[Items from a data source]
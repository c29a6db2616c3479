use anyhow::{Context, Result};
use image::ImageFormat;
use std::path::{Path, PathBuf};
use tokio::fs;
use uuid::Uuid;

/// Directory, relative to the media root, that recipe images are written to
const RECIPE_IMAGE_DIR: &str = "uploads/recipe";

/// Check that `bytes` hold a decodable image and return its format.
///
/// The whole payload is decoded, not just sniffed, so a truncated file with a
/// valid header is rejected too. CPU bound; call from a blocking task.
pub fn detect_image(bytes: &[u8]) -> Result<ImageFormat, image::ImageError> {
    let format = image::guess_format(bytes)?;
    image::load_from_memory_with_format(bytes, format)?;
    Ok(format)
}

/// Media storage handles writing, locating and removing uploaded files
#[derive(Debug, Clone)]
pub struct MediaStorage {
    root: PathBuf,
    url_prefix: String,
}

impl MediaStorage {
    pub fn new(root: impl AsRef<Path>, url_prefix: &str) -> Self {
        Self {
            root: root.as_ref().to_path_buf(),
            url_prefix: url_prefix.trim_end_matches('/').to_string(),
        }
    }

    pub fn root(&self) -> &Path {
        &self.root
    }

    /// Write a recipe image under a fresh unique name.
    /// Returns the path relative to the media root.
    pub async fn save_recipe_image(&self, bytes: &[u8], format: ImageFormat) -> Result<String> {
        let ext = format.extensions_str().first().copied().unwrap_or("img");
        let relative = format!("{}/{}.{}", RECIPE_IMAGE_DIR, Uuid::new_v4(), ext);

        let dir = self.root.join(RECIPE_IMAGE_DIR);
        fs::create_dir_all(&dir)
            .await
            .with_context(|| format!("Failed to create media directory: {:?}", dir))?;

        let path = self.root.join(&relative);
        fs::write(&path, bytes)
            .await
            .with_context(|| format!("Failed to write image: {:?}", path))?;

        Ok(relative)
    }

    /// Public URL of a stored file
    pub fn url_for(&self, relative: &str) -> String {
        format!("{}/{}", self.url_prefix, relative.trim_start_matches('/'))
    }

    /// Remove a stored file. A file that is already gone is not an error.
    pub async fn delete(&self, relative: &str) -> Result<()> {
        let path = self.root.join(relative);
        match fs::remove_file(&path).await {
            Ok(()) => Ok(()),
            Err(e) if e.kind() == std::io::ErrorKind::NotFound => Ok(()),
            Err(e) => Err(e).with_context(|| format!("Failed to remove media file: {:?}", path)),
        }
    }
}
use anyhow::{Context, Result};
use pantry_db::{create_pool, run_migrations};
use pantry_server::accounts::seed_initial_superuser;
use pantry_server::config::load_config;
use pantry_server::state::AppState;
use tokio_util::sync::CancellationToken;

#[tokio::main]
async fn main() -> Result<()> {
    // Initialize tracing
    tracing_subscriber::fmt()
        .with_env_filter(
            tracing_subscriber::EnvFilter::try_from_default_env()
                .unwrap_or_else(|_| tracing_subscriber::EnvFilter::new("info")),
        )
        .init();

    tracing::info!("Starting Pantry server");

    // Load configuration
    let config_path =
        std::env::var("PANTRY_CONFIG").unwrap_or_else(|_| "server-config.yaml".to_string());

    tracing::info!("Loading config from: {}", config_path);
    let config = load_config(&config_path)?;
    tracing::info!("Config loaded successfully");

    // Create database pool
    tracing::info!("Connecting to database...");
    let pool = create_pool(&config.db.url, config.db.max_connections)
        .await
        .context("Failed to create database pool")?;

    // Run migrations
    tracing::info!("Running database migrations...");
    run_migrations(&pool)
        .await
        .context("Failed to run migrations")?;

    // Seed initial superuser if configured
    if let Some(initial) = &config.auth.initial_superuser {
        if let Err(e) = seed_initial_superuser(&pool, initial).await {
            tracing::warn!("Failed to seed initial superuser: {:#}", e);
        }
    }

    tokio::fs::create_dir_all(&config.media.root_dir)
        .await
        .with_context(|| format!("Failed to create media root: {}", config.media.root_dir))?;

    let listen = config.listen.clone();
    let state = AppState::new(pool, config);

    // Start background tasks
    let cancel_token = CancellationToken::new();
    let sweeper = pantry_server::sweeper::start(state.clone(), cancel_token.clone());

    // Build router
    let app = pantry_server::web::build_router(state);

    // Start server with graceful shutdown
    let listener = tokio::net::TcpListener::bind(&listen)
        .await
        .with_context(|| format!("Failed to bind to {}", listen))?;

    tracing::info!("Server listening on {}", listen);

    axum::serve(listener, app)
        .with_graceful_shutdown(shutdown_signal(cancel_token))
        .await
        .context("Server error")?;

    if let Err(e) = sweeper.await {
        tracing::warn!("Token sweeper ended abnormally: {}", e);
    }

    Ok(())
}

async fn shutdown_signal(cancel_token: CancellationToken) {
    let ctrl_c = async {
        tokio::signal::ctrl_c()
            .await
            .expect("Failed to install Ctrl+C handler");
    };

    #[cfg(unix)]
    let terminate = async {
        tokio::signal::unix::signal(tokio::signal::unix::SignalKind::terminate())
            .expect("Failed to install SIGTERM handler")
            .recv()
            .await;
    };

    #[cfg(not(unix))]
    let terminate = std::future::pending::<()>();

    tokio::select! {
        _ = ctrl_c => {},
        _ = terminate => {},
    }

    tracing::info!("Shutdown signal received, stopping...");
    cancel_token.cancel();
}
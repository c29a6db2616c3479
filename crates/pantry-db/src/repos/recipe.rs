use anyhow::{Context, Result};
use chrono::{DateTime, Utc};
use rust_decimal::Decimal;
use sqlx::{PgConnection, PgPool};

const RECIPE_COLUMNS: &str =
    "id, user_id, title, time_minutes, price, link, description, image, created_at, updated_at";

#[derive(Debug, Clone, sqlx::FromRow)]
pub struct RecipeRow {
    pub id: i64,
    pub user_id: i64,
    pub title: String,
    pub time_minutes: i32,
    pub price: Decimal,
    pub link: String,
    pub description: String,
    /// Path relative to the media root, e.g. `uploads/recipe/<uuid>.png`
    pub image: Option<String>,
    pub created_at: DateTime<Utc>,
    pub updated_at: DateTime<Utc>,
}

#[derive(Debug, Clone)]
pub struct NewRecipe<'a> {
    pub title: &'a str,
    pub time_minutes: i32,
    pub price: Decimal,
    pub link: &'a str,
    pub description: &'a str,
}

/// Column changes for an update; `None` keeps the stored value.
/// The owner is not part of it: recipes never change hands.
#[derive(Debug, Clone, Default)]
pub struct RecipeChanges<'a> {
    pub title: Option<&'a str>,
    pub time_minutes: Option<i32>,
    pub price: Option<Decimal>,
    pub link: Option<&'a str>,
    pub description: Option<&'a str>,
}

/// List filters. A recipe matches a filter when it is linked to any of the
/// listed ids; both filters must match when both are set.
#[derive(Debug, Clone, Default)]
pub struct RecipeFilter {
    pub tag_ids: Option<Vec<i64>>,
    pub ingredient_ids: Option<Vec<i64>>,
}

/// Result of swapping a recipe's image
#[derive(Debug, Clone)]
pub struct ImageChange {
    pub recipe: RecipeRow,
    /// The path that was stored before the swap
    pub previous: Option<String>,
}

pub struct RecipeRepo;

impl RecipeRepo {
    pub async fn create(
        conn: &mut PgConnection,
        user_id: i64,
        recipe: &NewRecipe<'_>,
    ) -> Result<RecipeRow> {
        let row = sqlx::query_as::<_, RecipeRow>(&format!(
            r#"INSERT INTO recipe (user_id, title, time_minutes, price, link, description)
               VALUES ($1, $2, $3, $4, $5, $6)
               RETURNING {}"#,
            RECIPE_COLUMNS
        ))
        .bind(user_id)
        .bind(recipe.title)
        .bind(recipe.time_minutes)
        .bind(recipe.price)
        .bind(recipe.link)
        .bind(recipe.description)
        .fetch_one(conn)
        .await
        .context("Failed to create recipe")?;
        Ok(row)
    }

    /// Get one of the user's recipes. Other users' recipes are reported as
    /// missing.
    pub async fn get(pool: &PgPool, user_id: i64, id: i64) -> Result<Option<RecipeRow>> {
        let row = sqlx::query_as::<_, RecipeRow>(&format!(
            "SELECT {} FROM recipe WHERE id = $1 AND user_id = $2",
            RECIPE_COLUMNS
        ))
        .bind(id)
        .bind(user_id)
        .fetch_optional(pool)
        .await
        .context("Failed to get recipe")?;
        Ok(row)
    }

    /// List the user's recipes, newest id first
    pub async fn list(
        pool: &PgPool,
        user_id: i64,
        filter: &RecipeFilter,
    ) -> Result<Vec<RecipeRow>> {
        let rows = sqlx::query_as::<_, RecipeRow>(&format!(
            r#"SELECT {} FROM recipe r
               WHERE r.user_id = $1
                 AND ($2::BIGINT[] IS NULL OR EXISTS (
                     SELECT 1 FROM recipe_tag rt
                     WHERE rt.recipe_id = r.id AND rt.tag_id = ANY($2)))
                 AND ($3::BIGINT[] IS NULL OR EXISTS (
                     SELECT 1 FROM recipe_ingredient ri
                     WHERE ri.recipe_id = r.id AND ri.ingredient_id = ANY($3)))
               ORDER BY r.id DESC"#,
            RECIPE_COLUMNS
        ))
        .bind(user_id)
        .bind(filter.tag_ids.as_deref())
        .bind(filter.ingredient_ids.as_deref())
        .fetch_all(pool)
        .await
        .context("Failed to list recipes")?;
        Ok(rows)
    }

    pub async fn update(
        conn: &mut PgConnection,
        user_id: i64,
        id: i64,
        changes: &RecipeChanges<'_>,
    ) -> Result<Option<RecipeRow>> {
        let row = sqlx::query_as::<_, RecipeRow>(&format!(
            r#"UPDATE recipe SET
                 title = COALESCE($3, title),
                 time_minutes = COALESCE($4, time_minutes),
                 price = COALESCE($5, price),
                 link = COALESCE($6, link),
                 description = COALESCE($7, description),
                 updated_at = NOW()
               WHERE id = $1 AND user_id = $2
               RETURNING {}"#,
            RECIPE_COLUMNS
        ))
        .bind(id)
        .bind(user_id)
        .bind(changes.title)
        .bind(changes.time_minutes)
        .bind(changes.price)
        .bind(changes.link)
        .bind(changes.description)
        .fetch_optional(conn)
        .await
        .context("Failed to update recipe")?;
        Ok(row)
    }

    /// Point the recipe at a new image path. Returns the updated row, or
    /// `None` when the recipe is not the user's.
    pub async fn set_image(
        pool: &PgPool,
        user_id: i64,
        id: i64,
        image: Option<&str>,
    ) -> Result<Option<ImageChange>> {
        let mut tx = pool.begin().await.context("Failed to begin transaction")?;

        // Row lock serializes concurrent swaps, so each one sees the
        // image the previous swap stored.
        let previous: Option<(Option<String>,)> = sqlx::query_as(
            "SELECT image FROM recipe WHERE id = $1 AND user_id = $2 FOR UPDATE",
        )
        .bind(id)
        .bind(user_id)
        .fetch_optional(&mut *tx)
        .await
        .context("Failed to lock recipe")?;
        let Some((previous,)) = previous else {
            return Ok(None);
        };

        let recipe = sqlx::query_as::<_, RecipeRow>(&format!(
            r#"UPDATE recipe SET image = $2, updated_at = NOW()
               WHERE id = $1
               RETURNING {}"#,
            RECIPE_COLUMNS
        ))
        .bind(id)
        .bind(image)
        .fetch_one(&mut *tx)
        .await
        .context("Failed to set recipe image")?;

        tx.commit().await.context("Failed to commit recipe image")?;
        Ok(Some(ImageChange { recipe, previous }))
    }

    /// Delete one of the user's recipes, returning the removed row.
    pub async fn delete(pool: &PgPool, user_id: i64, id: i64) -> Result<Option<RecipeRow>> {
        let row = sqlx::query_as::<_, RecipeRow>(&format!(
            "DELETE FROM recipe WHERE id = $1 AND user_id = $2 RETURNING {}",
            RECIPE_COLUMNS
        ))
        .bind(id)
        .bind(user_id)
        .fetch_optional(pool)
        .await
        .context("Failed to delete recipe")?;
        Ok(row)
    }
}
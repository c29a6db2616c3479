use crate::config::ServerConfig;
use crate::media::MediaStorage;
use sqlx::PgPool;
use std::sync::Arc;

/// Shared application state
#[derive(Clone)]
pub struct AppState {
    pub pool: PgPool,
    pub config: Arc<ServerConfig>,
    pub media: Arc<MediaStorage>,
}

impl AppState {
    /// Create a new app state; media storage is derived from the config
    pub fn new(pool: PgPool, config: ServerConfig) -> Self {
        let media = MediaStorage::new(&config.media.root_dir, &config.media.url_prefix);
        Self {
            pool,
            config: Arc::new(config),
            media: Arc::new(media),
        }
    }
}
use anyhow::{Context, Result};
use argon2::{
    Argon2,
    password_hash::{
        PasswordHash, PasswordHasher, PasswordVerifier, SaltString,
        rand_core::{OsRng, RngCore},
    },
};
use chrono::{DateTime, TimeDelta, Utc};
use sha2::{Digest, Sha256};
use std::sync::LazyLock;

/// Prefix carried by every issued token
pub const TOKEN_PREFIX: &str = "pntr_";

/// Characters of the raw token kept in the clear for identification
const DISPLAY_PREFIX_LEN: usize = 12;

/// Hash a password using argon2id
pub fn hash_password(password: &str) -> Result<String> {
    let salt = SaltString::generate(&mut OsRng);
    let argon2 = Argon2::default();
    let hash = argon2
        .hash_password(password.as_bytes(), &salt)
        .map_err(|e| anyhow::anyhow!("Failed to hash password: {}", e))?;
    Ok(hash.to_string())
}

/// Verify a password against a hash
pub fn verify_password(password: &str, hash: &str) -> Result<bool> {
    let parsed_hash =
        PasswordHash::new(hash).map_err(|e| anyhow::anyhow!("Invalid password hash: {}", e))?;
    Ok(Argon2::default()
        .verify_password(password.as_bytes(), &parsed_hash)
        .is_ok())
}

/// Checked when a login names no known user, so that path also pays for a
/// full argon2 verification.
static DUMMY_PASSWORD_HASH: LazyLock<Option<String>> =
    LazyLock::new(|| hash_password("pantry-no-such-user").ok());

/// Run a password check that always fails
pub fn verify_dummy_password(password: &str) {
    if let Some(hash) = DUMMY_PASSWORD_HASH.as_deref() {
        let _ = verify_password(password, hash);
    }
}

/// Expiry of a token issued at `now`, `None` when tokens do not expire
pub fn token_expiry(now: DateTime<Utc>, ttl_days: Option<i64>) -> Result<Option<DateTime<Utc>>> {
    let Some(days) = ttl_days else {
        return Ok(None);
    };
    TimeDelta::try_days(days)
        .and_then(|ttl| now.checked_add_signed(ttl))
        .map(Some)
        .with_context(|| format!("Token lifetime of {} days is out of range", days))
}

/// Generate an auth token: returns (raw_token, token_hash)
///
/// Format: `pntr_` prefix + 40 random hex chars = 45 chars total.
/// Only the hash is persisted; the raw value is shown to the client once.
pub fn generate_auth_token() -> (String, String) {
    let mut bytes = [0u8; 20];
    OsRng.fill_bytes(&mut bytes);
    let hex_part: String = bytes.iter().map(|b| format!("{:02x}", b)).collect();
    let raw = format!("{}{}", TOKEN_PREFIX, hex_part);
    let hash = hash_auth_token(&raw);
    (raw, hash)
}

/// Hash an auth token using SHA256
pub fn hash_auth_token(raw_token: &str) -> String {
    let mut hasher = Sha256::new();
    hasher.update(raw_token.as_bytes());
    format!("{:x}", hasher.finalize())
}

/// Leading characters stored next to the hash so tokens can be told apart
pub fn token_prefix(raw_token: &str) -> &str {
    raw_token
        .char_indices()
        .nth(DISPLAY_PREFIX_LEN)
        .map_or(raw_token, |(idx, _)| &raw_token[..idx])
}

§ Task to complete: Tell me how many lines of the data hold the word "TimeDelta", giving only the number.

§ Your response: 2